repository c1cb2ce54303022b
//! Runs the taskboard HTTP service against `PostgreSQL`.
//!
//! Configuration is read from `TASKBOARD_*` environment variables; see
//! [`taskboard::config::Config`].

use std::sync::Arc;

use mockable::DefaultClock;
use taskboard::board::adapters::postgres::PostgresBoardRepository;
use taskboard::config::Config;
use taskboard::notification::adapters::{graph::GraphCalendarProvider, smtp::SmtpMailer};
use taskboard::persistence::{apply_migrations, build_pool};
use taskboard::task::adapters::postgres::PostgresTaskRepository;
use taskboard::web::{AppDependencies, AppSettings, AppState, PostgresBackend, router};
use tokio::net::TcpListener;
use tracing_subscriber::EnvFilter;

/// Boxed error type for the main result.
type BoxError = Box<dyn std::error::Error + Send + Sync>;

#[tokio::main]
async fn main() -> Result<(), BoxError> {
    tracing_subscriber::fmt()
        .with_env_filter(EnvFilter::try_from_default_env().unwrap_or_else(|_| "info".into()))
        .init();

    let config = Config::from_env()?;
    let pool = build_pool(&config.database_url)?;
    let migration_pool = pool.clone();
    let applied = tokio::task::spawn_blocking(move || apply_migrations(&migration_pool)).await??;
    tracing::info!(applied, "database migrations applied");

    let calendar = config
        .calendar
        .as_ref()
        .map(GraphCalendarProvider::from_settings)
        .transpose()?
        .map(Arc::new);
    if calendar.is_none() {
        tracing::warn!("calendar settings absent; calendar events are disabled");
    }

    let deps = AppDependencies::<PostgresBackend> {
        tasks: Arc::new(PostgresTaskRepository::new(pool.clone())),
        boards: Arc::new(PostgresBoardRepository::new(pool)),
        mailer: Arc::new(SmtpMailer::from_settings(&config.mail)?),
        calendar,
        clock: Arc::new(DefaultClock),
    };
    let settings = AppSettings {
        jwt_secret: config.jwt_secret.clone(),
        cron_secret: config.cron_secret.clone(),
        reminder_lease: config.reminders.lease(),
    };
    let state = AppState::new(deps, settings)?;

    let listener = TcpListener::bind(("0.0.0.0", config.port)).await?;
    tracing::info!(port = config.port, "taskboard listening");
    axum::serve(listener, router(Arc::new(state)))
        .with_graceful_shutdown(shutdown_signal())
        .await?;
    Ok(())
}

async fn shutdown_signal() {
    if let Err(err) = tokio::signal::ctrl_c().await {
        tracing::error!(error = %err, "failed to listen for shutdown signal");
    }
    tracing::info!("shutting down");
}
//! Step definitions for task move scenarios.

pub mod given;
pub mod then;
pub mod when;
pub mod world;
---
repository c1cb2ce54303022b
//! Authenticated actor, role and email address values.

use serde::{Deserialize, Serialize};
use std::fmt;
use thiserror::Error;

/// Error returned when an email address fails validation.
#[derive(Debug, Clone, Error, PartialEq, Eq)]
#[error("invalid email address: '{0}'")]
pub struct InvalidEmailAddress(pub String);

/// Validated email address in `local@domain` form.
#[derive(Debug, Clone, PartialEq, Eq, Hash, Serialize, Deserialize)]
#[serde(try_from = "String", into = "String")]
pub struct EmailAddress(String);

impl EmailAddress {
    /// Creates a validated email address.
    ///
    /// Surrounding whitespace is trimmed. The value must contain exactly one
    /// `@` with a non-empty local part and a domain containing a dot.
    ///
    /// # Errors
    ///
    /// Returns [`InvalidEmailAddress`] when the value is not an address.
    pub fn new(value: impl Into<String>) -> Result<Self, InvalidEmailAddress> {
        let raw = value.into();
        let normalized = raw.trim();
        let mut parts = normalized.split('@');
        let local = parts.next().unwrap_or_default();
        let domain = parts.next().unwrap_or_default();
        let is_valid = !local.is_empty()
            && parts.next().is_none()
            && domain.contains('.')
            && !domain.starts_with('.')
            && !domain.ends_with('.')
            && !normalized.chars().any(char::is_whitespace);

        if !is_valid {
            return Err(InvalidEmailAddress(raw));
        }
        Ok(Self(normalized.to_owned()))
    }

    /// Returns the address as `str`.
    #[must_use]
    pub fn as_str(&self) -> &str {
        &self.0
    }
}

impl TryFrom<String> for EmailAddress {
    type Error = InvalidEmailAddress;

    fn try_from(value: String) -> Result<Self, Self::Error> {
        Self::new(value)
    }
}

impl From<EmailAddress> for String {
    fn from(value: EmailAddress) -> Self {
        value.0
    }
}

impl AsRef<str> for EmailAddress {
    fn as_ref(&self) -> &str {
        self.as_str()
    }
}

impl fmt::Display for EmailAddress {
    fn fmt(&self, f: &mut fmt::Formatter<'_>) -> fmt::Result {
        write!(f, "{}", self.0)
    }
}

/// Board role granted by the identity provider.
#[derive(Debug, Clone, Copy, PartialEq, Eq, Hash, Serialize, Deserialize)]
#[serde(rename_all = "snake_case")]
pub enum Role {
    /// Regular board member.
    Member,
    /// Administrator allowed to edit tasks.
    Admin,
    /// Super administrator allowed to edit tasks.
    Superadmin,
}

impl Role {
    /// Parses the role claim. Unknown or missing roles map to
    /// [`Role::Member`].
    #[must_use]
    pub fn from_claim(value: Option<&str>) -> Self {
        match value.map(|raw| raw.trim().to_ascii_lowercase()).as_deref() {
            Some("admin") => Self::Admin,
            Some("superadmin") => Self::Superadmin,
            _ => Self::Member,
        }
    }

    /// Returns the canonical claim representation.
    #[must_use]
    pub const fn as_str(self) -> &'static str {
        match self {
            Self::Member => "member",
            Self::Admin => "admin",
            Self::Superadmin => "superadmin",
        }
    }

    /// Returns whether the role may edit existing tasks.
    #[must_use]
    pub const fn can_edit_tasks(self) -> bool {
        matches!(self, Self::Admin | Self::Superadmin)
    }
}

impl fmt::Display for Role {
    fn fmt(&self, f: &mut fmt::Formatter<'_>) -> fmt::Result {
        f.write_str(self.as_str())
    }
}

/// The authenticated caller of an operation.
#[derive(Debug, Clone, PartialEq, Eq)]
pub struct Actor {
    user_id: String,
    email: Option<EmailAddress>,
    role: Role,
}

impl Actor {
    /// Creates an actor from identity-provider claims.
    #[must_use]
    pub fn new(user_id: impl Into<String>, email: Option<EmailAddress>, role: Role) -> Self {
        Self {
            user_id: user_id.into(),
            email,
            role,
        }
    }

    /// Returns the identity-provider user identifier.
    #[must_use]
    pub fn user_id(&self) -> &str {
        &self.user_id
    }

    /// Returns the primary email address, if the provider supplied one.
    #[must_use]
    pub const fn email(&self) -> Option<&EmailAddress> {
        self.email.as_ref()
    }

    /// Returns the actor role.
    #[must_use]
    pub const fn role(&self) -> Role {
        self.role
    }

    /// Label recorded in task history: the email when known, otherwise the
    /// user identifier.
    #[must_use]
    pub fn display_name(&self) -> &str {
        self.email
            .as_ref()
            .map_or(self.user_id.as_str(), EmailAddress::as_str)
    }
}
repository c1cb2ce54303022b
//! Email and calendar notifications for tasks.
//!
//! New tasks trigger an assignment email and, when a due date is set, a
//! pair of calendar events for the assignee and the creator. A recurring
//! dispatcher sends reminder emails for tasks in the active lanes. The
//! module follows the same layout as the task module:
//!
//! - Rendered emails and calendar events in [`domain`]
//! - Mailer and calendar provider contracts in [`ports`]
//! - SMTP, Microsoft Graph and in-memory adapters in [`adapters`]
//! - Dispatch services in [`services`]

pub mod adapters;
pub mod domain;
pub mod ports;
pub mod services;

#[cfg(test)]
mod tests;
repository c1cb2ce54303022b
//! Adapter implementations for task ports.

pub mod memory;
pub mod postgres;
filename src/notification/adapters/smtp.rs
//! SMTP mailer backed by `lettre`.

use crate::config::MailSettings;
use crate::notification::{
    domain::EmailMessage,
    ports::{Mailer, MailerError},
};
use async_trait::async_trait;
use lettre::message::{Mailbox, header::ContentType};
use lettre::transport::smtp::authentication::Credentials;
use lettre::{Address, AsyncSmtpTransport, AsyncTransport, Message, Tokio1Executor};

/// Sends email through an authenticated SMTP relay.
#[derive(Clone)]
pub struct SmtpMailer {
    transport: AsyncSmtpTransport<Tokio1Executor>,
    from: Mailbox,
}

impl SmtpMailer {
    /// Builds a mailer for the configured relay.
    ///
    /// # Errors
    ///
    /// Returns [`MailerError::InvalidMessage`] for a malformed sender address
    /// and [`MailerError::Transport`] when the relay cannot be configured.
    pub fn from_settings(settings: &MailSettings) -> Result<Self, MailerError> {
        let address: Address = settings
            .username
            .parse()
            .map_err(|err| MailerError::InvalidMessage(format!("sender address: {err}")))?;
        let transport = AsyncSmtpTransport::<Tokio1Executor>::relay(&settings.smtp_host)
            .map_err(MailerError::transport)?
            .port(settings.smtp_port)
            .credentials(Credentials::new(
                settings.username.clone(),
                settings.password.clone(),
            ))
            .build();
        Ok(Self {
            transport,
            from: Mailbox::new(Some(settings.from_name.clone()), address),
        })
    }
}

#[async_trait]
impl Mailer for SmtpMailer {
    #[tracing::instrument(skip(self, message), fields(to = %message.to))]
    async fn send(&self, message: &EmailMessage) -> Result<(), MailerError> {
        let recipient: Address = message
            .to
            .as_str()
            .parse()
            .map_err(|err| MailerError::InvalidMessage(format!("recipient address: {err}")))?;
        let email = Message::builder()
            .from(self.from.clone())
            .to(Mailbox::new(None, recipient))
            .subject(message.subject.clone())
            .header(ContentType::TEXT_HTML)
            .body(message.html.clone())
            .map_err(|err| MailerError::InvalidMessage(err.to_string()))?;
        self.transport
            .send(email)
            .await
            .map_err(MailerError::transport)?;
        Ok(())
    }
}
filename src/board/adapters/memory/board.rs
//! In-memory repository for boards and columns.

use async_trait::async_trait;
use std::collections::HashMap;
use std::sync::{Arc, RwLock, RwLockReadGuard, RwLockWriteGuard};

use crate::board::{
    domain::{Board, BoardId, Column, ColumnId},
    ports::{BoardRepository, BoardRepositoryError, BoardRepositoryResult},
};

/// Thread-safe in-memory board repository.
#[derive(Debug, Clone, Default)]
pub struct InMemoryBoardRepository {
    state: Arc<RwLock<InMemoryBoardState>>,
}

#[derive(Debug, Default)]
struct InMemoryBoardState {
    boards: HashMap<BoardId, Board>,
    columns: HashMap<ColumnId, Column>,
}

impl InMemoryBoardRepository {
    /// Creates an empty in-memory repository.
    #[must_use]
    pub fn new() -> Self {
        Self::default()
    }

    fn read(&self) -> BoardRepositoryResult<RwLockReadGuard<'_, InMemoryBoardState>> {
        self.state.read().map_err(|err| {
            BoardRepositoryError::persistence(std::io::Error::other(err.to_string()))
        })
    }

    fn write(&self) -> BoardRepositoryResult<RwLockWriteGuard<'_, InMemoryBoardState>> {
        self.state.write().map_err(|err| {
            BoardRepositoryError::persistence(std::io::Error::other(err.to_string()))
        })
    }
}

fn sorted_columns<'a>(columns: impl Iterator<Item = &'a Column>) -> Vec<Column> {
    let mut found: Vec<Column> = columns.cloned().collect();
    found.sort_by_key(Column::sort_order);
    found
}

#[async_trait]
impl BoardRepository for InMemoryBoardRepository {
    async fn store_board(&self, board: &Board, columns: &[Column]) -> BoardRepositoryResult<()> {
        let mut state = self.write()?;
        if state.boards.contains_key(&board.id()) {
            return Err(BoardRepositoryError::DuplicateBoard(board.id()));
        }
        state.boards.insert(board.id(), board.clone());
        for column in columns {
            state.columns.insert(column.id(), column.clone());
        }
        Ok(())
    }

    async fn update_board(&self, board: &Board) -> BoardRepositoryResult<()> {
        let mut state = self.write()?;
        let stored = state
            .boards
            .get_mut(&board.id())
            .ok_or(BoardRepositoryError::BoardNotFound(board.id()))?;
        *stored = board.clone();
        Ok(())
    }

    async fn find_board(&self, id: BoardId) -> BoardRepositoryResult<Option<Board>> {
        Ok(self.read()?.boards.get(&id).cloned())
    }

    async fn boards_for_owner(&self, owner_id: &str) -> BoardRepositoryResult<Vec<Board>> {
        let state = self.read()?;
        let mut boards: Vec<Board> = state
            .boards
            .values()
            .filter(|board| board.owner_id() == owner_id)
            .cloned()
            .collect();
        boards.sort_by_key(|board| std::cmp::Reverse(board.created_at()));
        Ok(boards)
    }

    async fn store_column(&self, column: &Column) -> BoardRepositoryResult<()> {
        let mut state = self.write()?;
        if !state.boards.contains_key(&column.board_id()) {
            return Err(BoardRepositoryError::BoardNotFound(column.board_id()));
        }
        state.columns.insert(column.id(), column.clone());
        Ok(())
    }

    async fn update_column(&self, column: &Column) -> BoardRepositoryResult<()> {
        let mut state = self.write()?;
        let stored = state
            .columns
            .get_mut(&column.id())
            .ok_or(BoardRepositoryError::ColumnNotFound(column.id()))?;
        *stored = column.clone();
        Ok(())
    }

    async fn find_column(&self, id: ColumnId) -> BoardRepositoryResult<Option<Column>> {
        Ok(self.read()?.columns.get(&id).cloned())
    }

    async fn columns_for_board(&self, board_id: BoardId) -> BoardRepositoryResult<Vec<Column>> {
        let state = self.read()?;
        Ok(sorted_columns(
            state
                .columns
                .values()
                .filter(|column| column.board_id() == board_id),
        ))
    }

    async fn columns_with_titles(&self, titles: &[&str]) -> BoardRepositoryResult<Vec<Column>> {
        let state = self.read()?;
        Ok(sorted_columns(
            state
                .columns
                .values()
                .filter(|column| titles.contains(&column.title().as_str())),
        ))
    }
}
* * *
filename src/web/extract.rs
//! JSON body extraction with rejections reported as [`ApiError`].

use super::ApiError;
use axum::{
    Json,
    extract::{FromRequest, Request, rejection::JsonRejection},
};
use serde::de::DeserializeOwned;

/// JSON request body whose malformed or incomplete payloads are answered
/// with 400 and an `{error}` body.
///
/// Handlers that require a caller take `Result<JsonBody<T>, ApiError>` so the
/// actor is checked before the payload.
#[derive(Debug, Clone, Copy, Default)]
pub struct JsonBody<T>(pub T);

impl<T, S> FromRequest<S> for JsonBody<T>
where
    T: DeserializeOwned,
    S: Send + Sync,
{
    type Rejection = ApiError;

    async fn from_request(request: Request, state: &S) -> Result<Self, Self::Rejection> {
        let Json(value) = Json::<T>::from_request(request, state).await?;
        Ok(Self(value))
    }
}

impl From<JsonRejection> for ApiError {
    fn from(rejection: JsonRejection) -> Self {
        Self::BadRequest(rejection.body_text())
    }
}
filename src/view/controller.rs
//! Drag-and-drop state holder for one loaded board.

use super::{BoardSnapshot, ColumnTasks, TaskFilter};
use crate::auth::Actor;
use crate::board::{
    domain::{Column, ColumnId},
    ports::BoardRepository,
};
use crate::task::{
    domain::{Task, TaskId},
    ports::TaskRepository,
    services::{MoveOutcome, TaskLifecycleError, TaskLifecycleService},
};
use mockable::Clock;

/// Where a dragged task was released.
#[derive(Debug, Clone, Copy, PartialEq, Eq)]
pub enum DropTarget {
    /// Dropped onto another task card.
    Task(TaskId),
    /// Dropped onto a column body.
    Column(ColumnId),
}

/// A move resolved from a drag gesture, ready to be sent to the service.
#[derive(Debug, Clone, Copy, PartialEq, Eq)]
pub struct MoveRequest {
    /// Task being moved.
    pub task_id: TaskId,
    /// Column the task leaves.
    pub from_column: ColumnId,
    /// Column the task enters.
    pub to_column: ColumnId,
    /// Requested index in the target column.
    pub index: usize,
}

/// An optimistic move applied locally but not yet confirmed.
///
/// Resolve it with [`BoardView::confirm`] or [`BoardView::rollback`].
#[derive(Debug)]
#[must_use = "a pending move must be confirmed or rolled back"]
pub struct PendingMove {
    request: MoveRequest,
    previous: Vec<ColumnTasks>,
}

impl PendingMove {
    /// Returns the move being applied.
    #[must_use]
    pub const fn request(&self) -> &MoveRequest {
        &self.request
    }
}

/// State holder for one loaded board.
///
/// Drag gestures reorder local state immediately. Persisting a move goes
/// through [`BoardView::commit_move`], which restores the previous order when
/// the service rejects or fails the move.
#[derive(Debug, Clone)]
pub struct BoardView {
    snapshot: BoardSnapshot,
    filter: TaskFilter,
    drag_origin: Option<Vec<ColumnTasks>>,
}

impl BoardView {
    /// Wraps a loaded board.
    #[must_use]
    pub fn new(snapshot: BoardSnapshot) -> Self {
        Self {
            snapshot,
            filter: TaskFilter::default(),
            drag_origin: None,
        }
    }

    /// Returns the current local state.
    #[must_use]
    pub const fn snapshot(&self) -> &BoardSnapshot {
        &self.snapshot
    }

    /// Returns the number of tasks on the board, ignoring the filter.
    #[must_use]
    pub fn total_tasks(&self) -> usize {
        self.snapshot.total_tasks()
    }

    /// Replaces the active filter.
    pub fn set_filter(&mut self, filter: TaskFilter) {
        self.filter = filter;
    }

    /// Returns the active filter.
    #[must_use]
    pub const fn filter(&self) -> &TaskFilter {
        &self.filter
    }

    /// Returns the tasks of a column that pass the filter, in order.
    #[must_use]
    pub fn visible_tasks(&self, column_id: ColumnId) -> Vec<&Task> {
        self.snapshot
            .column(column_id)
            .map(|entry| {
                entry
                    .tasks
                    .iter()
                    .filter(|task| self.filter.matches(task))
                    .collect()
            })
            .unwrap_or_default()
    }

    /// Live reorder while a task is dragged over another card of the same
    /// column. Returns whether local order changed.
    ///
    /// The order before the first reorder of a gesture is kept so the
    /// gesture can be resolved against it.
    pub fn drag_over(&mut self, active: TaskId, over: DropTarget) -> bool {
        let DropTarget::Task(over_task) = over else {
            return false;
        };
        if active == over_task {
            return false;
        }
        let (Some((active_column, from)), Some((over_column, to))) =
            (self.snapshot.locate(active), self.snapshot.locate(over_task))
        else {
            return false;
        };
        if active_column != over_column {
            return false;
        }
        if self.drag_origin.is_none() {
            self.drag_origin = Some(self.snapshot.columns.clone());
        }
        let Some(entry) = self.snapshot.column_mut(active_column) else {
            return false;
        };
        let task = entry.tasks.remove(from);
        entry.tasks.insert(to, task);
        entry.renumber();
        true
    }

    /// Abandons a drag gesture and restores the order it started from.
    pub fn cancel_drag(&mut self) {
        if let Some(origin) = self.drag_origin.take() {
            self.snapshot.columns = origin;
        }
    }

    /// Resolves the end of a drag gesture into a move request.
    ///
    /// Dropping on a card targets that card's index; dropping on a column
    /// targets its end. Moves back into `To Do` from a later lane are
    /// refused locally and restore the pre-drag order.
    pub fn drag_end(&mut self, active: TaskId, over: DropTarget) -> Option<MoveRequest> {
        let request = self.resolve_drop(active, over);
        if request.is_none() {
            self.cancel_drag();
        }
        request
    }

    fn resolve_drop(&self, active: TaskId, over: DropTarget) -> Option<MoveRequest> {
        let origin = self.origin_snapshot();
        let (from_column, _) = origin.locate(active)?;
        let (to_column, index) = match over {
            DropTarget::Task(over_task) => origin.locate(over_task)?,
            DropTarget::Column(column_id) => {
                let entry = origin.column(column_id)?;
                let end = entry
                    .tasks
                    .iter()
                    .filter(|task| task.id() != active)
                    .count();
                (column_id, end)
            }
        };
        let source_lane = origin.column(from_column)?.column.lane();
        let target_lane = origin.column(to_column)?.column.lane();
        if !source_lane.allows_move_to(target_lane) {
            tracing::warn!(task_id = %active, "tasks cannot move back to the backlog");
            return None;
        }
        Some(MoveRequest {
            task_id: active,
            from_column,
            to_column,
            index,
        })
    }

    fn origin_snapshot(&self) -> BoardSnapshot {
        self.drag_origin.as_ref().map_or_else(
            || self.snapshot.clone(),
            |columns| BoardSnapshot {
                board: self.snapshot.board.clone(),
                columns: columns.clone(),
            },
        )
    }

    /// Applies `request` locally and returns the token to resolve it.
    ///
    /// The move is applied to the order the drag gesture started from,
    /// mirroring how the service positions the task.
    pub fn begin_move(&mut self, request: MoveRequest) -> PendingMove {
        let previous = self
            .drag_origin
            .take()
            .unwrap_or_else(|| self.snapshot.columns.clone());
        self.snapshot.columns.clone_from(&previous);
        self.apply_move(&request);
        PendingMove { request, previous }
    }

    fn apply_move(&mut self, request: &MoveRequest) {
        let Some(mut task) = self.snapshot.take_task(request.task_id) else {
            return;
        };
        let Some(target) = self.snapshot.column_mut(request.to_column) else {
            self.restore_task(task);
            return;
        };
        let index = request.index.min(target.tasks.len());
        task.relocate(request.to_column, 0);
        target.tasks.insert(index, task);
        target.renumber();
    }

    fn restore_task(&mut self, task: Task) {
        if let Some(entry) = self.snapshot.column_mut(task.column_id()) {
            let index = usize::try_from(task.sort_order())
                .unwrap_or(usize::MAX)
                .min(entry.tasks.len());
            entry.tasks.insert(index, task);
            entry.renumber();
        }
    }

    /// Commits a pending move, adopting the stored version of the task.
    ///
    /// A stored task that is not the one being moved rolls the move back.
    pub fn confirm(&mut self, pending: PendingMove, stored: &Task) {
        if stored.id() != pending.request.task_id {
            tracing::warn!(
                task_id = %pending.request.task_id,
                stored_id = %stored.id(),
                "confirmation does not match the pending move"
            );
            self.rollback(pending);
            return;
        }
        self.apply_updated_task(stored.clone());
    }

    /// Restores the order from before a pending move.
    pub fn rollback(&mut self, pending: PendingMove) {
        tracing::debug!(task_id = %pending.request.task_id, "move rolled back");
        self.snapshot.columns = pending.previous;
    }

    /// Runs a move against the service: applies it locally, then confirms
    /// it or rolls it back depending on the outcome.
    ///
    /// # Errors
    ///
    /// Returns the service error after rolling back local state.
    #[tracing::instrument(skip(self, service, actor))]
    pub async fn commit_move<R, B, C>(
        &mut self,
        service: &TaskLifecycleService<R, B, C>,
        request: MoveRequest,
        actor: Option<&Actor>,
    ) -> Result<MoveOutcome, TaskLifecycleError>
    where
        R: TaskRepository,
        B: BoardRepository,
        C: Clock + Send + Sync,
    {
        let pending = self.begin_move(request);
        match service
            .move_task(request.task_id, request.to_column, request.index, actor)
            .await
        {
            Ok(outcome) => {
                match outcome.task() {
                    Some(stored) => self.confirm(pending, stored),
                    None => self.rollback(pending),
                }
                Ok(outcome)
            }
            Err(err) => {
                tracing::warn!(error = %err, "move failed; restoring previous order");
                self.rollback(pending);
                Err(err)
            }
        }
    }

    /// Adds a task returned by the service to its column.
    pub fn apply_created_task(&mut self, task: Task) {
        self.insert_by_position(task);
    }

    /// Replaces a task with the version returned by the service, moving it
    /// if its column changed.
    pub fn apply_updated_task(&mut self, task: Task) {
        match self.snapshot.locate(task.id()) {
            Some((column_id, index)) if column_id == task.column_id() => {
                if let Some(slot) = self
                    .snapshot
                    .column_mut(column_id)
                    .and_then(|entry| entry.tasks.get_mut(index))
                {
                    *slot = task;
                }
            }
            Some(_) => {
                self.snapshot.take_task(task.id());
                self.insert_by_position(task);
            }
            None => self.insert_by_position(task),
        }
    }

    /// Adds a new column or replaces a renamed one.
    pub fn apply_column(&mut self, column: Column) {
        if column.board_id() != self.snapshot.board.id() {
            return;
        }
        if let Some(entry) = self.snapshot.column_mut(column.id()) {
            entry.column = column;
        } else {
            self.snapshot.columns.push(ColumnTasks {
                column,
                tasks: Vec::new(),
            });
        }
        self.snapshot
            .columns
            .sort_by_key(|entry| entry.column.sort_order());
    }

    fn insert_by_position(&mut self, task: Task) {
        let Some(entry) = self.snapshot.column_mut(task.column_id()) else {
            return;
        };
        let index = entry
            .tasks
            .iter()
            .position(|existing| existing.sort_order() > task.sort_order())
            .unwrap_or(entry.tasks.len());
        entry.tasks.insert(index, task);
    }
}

**PROBLEM REQUIREMENTS:** Among the entries, find every line holding "moved" and return it.

**THE COMPLETED TASK:**
    /// Task being moved.
    /// A stored task that is not the one being moved rolls the move back.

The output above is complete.